Bolstered by new inventions in optics, computing, data science, and genetic engineering, microbiology is now an interdisciplinary science. Combining these techniques, however, also comes with its caveats. In our lab, we use microscopy as our main source of data for microbial biofilm communities, and we soon realised that we needed a fast and reliable way to quantify our observations. This required an understanding of optics, image analysis, and the biological systems, unified in a software developer to bridge the physics-analysis-biology gap.
In came Raimo Hartmann, who offered up a solution to turn our microscopy data into a quantitative output, allowing for phenotypic interpretation and comparison between experiments. The code that he wrote to extract parameters from biofilms eventually merged into a complex program featuring an intuitive graphical user interface, which became the first version of a software we coined as BiofilmQ!
Propelling Raimo’s initial idea, Eric Jelli and Hannah Jeckel joined as reinforcements, contributing numerous additional scripts to meet the ever-increasing demand for solving different image analysis problems, ultimately resulting in 150,000 lines of code. We wanted the software to become a “swiss-army-knife” of image analysis: general enough that it could be used on all types of data but specific enough that it would provide comprehensive solutions. The result is that BiofilmQ can be used to analyse any kind of fluorescence imaging data of a microbial community. It offers a variety of different functions, ranging from fluorescence measurements over the quantification of architectural properties to abundance analyses, all provided in a modular setup. Its distinguishing feature is the possibility to perform these quantifications in a spatial context, allowing for phenotypic interpretation beyond population averages. By including numerous possibilities to visualise data in many different plot types, users can easily explore their data and analyses and simultaneously obtain publication-ready figures directly within the software.

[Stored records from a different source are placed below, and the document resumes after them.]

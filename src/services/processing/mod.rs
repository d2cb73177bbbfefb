// デモ処理機能
// 単一デモファイルのデコード、延長戦の抽出、レポート出力

pub mod extractor;
pub mod report_writer;
pub mod worker;

// 公開API
pub use extractor::OvertimeExtractor;
pub use report_writer::{ReportWriter, REPORT_HEADER};
pub use worker::{process_demo_file, PartialReportGuard};
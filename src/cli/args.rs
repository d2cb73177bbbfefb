use crate::core::DiscoveryTarget;
use crate::services::DEFAULT_MAX_CONCURRENT;
use clap::{ArgGroup, Parser};
use std::ffi::OsString;
use std::path::PathBuf;

/// 1ダッシュでも受け付けるロングオプション
const LEGACY_LONG_FLAGS: &[&str] = &["dir", "demo", "max-concurrent", "verbose", "fail-on-error"];

#[derive(Parser, Debug)]
#[command(name = "overtime_report")]
#[command(about = "Extract overtime round winners from CS:GO and CS2 demos into CSV reports")]
#[command(version)]
#[command(group(
    ArgGroup::new("target")
        .required(true)
        .args(["dir", "demo"]),
))]
pub struct Cli {
    /// Directory to process (every .dem file below it)
    #[arg(long, value_name = "PATH")]
    pub dir: Option<PathBuf>,

    /// Demo file path
    #[arg(long, value_name = "PATH")]
    pub demo: Option<PathBuf>,

    /// Maximum amount of demos parsed at the same time
    #[arg(long, value_name = "N", default_value_t = DEFAULT_MAX_CONCURRENT)]
    pub max_concurrent: usize,

    /// Enable debug logging
    #[arg(short, long)]
    pub verbose: bool,

    /// Exit with status 1 when any demo failed
    #[arg(long)]
    pub fail_on_error: bool,
}

impl Cli {
    /// 1ダッシュ形式を正規化してからパースする
    pub fn parse_normalized<I, T>(args: I) -> Result<Self, clap::Error>
    where
        I: IntoIterator<Item = T>,
        T: Into<OsString>,
    {
        Self::try_parse_from(normalize_legacy_flags(args))
    }

    /// 処理対象（dirとdemoはどちらか一方だけ指定される）
    pub fn target(&self) -> Option<DiscoveryTarget> {
        match (&self.dir, &self.demo) {
            (Some(dir), None) => Some(DiscoveryTarget::Directory(dir.clone())),
            (None, Some(demo)) => Some(DiscoveryTarget::SingleFile(demo.clone())),
            _ => None,
        }
    }
}

/// `-dir x` や `-max-concurrent=4` を `--dir x` 形式に書き換える
///
/// 先頭（プログラム名）と `--` 以降はそのまま。
pub fn normalize_legacy_flags<I, T>(args: I) -> Vec<OsString>
where
    I: IntoIterator<Item = T>,
    T: Into<OsString>,
{
    let mut normalized = Vec::new();
    let mut passthrough = false;

    for (index, arg) in args.into_iter().enumerate() {
        let arg: OsString = arg.into();
        if index == 0 || passthrough {
            normalized.push(arg);
            continue;
        }

        let rewritten = arg.to_str().and_then(|text| {
            if text == "--" {
                return None;
            }
            let flag = text.strip_prefix('-')?;
            if flag.starts_with('-') {
                return None;
            }
            let name = flag.split('=').next().unwrap_or(flag);
            LEGACY_LONG_FLAGS
                .contains(&name)
                .then(|| OsString::from(format!("-{text}")))
        });

        if arg == "--" {
            passthrough = true;
        }
        normalized.push(rewritten.unwrap_or(arg));
    }

    normalized
}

To increase BiofilmQ’s versatility, we added a special ingredient: instead of requiring the segmentation of individual cells in the images, the biovolume of a microbial community as a whole can be detected and then diced into small cubes (Figure 1). This cube-based segmentation allowed for the processing of even low-resolution or macroscopic images, without compromising on analysis in the spatial context. However, if you do like to have your results measured on a single-cell level, do not despair - we also included the option to import pre-segmented single-cell data.
The usefulness of BiofilmQ can be seen in its wide application in many recent publications, where it has been used to pinpoint the location of fluorescent reporter activity1–3, analyse the dynamics of a biofilm under attack by invading bacteria and phages4, and shed light onto the phenotypic differences in biofilm formation of hundreds of clinical isolates.
BiofilmQ has taught us much about how the marriage of physics and biology can produce something completely novel. Although we started out as “team biology” and “team physics” in our lab, over the years, we have all morphed into something in between that is both crazy and wonderful. We welcome you to try BiofilmQ and become part of our community!
- Singh, P. K. et al. Vibrio cholerae Combines Individual and Collective Sensing to Trigger Biofilm Dispersal. Curr. Biol. 27, 3359-3366.e7 (2017).
- Hartmann, R. et al. Emergence of three-dimensional order and structure in growing biofilms. Nat. Phys. 15, 251–256 (2019).
- Besharova, O. et al. Diversification of gene expression during formation of static submerged biofilms by Escherichia coli. Front. Microbiol. 7, 1–17 (2016).
- Díaz-Pascual, F. et al. Breakdown of Vibrio cholerae biofilm architecture induced by antibiotics disrupts community barrier function. Nat. Microbiol. 4, 2136–2145 (2019).